> _What you will do_
The records that follow need to be output exactly as they are.

> _Records to use_

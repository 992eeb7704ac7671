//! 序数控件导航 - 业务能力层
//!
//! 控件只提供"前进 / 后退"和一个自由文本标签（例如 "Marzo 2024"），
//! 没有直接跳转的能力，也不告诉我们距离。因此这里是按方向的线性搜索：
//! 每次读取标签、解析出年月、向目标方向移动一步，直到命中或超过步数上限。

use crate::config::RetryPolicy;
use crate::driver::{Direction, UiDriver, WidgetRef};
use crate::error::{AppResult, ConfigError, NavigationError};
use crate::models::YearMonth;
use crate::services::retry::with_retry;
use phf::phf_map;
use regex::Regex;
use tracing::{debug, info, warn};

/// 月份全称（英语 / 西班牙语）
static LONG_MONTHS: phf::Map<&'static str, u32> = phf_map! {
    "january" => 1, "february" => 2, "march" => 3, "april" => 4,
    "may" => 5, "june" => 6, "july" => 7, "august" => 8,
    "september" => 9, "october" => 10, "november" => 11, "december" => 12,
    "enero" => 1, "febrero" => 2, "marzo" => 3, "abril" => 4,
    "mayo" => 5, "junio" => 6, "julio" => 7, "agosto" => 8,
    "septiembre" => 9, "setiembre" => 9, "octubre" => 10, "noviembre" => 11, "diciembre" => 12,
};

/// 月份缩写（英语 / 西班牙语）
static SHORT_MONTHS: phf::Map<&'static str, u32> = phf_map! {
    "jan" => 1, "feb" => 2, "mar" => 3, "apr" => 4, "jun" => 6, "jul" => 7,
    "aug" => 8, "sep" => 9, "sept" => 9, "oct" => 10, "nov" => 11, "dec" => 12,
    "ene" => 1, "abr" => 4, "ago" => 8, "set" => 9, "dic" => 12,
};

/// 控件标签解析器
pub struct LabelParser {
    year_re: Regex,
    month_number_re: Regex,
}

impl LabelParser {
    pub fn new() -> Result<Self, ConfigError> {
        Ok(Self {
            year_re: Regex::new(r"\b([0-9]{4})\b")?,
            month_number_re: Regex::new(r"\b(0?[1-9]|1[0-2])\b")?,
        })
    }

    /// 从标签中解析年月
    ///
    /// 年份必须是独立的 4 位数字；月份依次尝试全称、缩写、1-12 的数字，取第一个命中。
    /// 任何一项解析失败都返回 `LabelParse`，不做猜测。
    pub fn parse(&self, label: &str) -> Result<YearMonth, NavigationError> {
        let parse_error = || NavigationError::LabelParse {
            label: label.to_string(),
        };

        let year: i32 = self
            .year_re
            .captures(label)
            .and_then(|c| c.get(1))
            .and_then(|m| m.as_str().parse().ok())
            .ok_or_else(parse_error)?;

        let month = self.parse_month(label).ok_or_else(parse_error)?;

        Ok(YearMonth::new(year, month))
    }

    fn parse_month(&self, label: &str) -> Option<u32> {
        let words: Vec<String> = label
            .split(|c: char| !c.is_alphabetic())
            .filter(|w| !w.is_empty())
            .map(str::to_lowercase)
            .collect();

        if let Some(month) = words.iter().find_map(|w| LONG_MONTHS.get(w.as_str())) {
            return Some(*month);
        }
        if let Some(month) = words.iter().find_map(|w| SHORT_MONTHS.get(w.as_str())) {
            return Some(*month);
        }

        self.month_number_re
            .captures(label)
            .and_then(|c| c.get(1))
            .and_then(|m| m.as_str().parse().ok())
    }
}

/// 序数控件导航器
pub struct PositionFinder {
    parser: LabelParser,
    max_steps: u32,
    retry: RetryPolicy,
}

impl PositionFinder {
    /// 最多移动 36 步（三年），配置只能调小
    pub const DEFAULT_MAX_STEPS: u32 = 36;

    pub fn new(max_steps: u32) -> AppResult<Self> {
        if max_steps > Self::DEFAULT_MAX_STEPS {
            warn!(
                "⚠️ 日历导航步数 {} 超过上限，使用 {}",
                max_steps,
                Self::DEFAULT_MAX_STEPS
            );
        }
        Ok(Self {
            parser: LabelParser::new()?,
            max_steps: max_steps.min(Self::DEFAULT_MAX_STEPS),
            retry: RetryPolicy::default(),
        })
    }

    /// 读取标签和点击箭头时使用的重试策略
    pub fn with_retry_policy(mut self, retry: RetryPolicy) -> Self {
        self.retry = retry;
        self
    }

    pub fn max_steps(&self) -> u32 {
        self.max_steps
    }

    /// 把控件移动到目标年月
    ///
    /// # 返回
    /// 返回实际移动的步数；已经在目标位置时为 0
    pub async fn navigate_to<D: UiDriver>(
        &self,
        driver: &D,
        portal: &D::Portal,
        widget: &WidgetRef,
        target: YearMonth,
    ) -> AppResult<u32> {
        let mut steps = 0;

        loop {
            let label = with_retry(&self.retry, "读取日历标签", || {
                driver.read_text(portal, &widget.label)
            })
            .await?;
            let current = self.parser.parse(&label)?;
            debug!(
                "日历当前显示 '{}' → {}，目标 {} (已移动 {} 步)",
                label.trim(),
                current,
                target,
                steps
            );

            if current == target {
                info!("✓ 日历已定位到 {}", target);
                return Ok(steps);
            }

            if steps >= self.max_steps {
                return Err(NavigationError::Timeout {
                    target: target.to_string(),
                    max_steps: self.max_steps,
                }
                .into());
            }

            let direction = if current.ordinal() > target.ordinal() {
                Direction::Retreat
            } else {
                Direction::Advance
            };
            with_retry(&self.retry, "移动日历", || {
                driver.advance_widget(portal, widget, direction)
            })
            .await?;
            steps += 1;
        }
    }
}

> _Result of this exercise_
repository 992eeb7704ac7671
//! 序数控件导航 - 业务能力层
//!
//! 控件只提供"前进 / 后退"和一个自由文本标签（例如 "Marzo 2024"），
//! 没有直接跳转的能力，也不告诉我们距离。因此这里是按方向的线性搜索：
//! 每次读取标签、解析出年月、向目标方向移动一步，直到命中或超过步数上限。

use crate::config::RetryPolicy;
use crate::driver::{Direction, UiDriver, WidgetRef};
use crate::error::{AppResult, ConfigError, NavigationError};
use crate::models::YearMonth;
use crate::services::retry::with_retry;
use phf::phf_map;
use regex::Regex;
use tracing::{debug, info, warn};

/// 月份全称（英语 / 西班牙语）
static LONG_MONTHS: phf::Map<&'static str, u32> = phf_map! {
    "january" => 1, "february" => 2, "march" => 3, "april" => 4,
    "may" => 5, "june" => 6, "july" => 7, "august" => 8,
    "september" => 9, "october" => 10, "november" => 11, "december" => 12,
    "enero" => 1, "febrero" => 2, "marzo" => 3, "abril" => 4,
    "mayo" => 5, "junio" => 6, "julio" => 7, "agosto" => 8,
    "septiembre" => 9, "setiembre" => 9, "octubre" => 10, "noviembre" => 11, "diciembre" => 12,
};

/// 月份缩写（英语 / 西班牙语）
static SHORT_MONTHS: phf::Map<&'static str, u32> = phf_map! {
    "jan" => 1, "feb" => 2, "mar" => 3, "apr" => 4, "jun" => 6, "jul" => 7,
    "aug" => 8, "sep" => 9, "sept" => 9, "oct" => 10, "nov" => 11, "dec" => 12,
    "ene" => 1, "abr" => 4, "ago" => 8, "set" => 9, "dic" => 12,
};

/// 控件标签解析器
pub struct LabelParser {
    year_re: Regex,
    month_number_re: Regex,
}

impl LabelParser {
    pub fn new() -> Result<Self, ConfigError> {
        Ok(Self {
            year_re: Regex::new(r"\b([0-9]{4})\b")?,
            month_number_re: Regex::new(r"\b(0?[1-9]|1[0-2])\b")?,
        })
    }

    /// 从标签中解析年月
    ///
    /// 年份必须是独立的 4 位数字；月份依次尝试全称、缩写、1-12 的数字，取第一个命中。
    /// 任何一项解析失败都返回 `LabelParse`，不做猜测。
    pub fn parse(&self, label: &str) -> Result<YearMonth, NavigationError> {
        let parse_error = || NavigationError::LabelParse {
            label: label.to_string(),
        };

        let year: i32 = self
            .year_re
            .captures(label)
            .and_then(|c| c.get(1))
            .and_then(|m| m.as_str().parse().ok())
            .ok_or_else(parse_error)?;

        let month = self.parse_month(label).ok_or_else(parse_error)?;

        Ok(YearMonth::new(year, month))
    }

    fn parse_month(&self, label: &str) -> Option<u32> {
        let words: Vec<String> = label
            .split(|c: char| !c.is_alphabetic())
            .filter(|w| !w.is_empty())
            .map(str::to_lowercase)
            .collect();

        if let Some(month) = words.iter().find_map(|w| LONG_MONTHS.get(w.as_str())) {
            return Some(*month);
        }
        if let Some(month) = words.iter().find_map(|w| SHORT_MONTHS.get(w.as_str())) {
            return Some(*month);
        }

        self.month_number_re
            .captures(label)
            .and_then(|c| c.get(1))
            .and_then(|m| m.as_str().parse().ok())
    }
}

/// 序数控件导航器
pub struct PositionFinder {
    parser: LabelParser,
    max_steps: u32,
    retry: RetryPolicy,
}

impl PositionFinder {
    /// 最多移动 36 步（三年），配置只能调小
    pub const DEFAULT_MAX_STEPS: u32 = 36;

    pub fn new(max_steps: u32) -> AppResult<Self> {
        if max_steps > Self::DEFAULT_MAX_STEPS {
            warn!(
                "⚠️ 日历导航步数 {} 超过上限，使用 {}",
                max_steps,
                Self::DEFAULT_MAX_STEPS
            );
        }
        Ok(Self {
            parser: LabelParser::new()?,
            max_steps: max_steps.min(Self::DEFAULT_MAX_STEPS),
            retry: RetryPolicy::default(),
        })
    }

    /// 读取标签和点击箭头时使用的重试策略
    pub fn with_retry_policy(mut self, retry: RetryPolicy) -> Self {
        self.retry = retry;
        self
    }

    pub fn max_steps(&self) -> u32 {
        self.max_steps
    }

    /// 把控件移动到目标年月
    ///
    /// # 返回
    /// 返回实际移动的步数；已经在目标位置时为 0
    pub async fn navigate_to<D: UiDriver>(
        &self,
        driver: &D,
        portal: &D::Portal,
        widget: &WidgetRef,
        target: YearMonth,
    ) -> AppResult<u32> {
        let mut steps = 0;

        loop {
            let label = with_retry(&self.retry, "读取日历标签", || {
                driver.read_text(portal, &widget.label)
            })
            .await?;
            let current = self.parser.parse(&label)?;
            debug!(
                "日历当前显示 '{}' → {}，目标 {} (已移动 {} 步)",
                label.trim(),
                current,
                target,
                steps
            );

            if current == target {
                info!("✓ 日历已定位到 {}", target);
                return Ok(steps);
            }

            if steps >= self.max_steps {
                return Err(NavigationError::Timeout {
                    target: target.to_string(),
                    max_steps: self.max_steps,
                }
                .into());
            }

            let direction = if current.ordinal() > target.ordinal() {
                Direction::Retreat
            } else {
                Direction::Advance
            };
            with_retry(&self.retry, "移动日历", || {
                driver.advance_widget(portal, widget, direction)
            })
            .await?;
            steps += 1;
        }
    }
}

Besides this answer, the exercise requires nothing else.